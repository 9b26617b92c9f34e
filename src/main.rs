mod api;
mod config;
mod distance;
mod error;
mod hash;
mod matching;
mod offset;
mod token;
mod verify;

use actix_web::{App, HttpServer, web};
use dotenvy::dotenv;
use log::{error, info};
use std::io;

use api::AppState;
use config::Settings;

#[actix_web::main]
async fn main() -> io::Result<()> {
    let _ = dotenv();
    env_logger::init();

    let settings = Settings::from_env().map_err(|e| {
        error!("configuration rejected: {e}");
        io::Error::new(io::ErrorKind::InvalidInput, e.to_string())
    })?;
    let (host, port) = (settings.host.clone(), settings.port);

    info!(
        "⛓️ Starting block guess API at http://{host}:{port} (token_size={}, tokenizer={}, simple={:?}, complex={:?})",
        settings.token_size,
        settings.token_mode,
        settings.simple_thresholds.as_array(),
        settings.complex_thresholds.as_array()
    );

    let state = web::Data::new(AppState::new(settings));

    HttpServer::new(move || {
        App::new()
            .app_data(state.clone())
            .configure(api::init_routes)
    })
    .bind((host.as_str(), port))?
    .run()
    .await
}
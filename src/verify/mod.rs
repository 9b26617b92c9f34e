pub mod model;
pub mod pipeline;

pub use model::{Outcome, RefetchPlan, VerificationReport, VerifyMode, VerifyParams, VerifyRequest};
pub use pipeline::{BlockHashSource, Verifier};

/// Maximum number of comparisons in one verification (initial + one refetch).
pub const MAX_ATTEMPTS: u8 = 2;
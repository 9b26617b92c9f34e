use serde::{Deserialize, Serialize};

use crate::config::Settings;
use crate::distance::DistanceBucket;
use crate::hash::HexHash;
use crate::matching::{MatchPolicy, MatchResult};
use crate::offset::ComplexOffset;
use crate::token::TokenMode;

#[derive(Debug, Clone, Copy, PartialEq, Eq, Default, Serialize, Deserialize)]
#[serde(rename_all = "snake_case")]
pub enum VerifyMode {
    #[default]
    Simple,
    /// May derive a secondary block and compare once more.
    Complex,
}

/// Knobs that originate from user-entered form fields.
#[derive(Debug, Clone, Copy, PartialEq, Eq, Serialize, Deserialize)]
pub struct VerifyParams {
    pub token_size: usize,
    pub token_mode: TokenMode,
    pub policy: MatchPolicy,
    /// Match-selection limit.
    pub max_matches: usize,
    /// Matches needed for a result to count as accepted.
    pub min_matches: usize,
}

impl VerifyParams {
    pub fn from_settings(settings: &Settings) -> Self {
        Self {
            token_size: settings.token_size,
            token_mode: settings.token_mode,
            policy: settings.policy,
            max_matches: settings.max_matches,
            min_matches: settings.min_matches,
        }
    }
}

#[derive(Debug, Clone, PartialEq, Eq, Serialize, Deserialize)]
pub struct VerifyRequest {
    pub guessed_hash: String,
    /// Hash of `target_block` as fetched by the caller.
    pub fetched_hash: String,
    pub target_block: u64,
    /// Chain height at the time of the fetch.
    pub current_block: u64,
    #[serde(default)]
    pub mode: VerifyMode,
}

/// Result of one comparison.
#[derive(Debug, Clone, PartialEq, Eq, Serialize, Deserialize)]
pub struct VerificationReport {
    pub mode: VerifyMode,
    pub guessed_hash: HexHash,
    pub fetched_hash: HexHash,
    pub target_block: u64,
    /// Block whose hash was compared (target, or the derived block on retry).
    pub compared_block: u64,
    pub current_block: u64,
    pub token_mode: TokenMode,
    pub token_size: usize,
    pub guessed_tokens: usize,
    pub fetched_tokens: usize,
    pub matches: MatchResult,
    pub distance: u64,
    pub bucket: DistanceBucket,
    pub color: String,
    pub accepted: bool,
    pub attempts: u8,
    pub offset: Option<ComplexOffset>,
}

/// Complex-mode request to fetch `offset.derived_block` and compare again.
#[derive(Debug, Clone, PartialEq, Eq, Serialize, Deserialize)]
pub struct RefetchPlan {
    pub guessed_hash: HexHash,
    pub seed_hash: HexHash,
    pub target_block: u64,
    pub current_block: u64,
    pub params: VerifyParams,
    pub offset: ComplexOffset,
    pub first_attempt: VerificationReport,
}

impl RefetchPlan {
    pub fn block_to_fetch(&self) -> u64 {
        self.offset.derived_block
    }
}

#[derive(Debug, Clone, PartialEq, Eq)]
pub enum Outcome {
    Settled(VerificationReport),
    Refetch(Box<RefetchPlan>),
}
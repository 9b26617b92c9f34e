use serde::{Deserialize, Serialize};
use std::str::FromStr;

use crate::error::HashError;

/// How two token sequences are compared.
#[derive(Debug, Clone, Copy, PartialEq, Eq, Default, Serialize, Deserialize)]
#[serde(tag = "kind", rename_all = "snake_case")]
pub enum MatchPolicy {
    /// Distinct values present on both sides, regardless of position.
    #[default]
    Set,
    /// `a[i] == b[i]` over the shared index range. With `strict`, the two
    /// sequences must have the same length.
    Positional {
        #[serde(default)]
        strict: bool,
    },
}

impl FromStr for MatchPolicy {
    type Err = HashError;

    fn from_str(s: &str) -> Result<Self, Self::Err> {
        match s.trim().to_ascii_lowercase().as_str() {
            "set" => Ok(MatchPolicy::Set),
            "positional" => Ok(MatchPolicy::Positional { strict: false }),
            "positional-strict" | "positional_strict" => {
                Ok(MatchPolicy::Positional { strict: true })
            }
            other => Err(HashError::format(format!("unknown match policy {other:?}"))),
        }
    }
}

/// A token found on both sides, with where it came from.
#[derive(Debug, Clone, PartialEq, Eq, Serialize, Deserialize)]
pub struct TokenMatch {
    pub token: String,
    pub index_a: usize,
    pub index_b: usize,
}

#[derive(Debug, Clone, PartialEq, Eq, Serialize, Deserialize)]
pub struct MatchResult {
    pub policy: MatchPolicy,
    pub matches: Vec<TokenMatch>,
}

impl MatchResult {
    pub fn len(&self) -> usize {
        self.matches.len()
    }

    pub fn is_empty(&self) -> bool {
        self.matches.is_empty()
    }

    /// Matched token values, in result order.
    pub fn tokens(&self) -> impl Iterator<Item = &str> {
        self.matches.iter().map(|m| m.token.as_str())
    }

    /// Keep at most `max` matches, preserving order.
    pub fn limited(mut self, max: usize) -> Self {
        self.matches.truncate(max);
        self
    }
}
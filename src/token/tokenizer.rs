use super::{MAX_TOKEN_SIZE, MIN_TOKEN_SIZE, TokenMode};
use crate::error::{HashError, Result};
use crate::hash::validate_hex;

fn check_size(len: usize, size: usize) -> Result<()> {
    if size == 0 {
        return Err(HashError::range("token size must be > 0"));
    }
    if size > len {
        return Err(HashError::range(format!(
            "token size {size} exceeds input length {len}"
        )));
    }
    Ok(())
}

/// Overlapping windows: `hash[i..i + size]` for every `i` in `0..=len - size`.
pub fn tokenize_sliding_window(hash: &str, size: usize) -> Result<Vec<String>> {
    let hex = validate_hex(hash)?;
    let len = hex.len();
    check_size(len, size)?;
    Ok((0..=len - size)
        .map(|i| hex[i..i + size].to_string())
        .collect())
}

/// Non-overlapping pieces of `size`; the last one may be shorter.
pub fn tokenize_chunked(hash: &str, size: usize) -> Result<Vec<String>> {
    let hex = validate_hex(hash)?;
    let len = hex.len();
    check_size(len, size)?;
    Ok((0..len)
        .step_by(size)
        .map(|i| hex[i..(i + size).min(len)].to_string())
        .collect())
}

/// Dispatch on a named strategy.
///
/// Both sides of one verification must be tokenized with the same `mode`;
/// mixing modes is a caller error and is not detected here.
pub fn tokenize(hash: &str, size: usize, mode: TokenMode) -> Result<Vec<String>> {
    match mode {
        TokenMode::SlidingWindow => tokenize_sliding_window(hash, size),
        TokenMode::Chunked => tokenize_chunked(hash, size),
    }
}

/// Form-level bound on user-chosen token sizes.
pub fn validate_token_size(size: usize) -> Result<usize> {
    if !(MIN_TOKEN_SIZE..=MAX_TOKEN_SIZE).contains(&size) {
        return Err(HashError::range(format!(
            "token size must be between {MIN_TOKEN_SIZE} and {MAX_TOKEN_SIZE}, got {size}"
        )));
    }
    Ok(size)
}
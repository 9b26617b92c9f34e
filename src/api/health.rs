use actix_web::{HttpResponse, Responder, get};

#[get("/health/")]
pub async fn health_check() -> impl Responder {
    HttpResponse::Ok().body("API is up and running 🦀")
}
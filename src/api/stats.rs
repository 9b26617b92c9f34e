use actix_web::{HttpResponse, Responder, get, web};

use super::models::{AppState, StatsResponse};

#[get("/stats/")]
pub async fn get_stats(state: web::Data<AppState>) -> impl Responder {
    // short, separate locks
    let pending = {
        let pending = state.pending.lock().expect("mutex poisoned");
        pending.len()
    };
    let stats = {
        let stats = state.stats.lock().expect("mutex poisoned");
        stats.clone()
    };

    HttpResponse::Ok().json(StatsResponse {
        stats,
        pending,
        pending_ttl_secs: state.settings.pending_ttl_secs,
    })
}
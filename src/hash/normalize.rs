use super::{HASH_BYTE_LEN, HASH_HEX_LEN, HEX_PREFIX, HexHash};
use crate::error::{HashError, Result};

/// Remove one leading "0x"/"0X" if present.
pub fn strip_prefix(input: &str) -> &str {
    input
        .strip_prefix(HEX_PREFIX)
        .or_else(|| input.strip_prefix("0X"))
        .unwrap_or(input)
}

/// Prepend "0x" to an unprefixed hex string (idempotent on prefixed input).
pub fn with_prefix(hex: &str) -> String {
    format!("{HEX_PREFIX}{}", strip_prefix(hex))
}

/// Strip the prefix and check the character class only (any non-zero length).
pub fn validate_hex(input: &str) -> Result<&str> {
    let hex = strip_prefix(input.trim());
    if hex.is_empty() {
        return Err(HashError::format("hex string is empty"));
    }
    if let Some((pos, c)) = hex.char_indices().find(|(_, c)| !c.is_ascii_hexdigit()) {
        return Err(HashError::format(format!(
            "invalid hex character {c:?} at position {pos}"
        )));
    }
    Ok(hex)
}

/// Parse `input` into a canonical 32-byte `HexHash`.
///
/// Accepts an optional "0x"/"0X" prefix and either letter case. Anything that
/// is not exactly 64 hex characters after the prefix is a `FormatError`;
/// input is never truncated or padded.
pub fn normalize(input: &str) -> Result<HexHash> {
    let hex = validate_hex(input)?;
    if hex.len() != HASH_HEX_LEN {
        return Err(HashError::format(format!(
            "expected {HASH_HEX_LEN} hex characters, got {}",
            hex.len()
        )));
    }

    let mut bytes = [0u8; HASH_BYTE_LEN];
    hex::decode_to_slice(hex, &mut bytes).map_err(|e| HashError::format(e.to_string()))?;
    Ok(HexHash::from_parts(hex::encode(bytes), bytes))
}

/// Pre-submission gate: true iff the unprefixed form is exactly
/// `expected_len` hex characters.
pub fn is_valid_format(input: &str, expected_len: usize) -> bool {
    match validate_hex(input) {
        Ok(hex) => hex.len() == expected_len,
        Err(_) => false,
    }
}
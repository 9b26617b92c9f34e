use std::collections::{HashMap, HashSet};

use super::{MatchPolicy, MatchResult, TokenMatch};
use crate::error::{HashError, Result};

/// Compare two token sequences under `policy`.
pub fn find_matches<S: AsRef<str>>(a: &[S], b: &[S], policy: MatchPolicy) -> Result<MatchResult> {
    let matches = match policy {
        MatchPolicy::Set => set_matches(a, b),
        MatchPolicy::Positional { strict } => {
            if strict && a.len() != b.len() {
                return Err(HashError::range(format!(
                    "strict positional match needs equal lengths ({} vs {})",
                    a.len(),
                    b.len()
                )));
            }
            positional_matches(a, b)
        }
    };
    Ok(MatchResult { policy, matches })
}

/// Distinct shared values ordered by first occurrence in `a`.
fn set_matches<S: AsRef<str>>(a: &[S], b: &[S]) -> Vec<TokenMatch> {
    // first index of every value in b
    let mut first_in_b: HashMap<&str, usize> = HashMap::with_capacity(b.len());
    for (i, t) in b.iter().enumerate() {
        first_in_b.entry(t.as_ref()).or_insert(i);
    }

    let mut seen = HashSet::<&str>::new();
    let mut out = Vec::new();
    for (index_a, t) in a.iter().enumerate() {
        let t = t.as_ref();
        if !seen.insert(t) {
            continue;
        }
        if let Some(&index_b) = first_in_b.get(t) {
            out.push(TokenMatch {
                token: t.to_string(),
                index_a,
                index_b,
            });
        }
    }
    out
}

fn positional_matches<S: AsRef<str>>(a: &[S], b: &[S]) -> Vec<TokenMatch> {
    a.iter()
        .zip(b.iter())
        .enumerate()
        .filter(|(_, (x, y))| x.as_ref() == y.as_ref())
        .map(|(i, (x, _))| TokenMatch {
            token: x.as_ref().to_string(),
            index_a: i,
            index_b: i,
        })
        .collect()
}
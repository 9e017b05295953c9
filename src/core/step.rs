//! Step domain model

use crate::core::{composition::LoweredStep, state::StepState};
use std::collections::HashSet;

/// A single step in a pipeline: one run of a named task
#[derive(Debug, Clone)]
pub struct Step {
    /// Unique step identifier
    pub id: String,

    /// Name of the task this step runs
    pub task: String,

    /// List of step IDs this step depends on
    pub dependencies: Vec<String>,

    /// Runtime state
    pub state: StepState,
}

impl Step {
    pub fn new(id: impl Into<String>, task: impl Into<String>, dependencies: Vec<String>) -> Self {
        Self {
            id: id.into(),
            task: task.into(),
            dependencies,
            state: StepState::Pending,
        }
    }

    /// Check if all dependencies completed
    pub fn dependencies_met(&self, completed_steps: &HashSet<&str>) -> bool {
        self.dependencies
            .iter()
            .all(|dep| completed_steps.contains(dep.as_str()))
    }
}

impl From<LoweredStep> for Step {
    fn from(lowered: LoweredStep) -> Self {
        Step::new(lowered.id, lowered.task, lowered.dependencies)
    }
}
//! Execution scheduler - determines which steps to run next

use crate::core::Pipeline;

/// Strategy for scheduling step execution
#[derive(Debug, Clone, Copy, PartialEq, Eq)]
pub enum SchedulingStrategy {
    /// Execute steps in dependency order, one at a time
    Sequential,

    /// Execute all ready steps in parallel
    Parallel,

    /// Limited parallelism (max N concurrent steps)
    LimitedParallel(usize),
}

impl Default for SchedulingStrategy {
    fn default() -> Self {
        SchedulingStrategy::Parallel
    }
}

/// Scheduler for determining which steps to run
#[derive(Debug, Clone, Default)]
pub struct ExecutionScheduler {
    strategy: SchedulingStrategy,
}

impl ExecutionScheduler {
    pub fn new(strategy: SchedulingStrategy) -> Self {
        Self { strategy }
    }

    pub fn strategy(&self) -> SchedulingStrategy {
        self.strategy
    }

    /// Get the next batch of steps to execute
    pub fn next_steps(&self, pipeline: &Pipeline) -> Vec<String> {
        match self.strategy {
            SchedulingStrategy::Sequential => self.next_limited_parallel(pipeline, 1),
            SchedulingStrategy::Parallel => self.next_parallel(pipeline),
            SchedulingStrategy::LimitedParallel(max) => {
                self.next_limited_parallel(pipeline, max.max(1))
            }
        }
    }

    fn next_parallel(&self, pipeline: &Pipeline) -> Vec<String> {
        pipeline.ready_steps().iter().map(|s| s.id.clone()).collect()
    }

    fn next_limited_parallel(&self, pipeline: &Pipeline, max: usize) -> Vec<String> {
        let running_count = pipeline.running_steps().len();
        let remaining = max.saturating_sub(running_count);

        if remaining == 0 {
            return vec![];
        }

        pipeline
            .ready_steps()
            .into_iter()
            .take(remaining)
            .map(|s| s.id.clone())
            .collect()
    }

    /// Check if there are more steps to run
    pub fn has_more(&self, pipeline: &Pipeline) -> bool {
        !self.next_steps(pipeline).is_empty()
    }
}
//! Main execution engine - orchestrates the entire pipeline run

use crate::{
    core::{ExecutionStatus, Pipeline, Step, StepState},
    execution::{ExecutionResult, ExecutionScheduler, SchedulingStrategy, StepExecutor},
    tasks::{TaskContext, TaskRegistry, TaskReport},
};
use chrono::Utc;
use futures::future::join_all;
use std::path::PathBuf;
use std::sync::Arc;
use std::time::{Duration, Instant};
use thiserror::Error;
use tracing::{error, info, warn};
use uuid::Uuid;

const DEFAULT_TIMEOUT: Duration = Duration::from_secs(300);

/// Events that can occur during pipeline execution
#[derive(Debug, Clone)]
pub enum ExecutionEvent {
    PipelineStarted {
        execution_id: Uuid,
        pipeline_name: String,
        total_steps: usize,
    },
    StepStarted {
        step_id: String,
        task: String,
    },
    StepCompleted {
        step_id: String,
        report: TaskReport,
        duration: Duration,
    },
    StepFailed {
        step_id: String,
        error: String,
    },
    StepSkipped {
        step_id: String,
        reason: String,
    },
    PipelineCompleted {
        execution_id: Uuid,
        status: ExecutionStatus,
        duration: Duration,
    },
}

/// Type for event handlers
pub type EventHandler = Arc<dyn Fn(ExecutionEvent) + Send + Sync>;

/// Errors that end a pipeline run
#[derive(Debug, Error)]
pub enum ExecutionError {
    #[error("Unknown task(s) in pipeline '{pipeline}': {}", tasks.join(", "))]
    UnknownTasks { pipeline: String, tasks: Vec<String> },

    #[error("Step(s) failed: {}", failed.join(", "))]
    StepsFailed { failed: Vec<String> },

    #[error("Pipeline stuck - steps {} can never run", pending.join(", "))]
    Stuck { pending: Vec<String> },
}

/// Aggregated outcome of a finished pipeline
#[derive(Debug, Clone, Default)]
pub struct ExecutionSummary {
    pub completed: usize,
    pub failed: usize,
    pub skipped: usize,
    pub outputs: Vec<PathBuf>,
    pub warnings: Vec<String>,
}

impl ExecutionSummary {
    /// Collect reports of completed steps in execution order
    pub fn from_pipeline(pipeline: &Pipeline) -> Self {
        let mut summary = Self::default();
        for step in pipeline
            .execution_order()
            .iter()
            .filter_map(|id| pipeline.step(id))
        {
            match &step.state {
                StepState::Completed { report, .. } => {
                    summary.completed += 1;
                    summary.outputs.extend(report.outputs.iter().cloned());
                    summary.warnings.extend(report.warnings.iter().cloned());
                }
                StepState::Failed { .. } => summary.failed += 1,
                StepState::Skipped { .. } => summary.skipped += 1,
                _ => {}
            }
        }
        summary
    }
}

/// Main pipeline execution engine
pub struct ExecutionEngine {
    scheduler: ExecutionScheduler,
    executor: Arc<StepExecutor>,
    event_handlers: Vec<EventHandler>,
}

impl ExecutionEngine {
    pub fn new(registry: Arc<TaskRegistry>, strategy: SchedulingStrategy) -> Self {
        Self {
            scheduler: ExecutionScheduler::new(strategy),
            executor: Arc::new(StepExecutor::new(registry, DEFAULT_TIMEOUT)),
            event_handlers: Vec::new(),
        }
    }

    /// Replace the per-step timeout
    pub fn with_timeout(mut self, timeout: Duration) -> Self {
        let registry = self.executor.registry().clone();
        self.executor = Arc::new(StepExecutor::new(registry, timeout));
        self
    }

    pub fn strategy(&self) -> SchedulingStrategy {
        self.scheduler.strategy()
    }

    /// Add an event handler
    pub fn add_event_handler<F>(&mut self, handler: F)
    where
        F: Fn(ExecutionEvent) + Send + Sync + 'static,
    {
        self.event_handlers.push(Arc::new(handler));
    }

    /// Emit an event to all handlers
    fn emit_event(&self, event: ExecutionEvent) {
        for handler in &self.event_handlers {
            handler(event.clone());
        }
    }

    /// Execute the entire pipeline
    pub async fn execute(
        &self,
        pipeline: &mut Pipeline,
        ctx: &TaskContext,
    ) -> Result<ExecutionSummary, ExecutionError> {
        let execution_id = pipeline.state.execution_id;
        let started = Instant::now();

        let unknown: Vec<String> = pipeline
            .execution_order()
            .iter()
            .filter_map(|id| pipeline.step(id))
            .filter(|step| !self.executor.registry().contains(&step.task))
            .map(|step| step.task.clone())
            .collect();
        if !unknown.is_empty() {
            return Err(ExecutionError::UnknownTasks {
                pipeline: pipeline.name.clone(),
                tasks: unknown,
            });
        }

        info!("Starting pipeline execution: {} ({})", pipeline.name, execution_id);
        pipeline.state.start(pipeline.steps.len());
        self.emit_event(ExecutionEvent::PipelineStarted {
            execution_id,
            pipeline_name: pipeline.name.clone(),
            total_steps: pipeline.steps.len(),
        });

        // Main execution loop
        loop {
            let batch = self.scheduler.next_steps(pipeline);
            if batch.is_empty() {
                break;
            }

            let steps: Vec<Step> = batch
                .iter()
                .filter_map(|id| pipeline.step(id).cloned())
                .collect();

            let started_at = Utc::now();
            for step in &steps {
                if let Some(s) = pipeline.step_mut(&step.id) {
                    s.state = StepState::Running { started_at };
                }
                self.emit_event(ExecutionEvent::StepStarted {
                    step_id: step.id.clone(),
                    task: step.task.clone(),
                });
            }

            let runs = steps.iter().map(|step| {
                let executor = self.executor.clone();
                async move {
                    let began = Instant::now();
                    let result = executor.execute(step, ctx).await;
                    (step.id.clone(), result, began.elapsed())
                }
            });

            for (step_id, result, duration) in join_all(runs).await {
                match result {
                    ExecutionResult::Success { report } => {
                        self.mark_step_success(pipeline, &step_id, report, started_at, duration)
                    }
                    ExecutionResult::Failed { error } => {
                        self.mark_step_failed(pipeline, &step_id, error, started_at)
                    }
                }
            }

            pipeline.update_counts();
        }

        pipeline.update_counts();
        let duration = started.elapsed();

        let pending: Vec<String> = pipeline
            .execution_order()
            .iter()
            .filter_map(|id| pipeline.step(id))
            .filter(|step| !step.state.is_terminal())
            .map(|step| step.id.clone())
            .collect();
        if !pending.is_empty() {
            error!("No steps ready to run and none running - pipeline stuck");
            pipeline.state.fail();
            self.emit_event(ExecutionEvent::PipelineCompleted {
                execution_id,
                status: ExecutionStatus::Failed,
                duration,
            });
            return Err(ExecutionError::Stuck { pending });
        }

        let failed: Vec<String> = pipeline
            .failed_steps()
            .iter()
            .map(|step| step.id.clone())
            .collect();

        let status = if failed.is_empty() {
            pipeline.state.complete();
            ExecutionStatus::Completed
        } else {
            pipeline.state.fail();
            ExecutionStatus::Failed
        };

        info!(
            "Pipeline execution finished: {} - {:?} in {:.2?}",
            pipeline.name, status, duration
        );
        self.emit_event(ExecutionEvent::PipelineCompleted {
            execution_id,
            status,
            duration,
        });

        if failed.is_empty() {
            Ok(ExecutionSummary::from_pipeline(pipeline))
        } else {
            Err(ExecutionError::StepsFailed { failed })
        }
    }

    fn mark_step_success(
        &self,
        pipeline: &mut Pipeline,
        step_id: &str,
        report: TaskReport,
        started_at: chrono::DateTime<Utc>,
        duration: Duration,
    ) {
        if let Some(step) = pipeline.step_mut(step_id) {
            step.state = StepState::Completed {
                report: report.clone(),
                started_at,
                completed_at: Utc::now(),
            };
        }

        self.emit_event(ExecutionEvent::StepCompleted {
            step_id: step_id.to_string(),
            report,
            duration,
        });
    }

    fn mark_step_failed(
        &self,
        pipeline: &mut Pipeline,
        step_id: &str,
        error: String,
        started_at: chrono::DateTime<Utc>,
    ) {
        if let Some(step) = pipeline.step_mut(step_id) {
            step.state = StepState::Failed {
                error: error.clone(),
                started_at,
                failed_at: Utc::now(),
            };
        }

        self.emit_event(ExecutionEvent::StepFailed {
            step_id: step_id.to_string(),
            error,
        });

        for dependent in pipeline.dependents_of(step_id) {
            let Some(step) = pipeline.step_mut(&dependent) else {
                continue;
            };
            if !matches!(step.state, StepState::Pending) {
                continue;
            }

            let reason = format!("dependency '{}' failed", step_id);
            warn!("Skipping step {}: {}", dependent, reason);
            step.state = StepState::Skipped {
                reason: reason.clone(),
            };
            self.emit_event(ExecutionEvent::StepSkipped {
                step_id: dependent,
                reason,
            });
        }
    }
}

------------------------------------------------------------

Filter the data down to the lines that contain the string "dependent", and copy them.

Expected answer:
        for dependent in pipeline.dependents_of(step_id) {
            let Some(step) = pipeline.step_mut(&dependent) else {
            warn!("Skipping step {}: {}", dependent, reason);
                step_id: dependent,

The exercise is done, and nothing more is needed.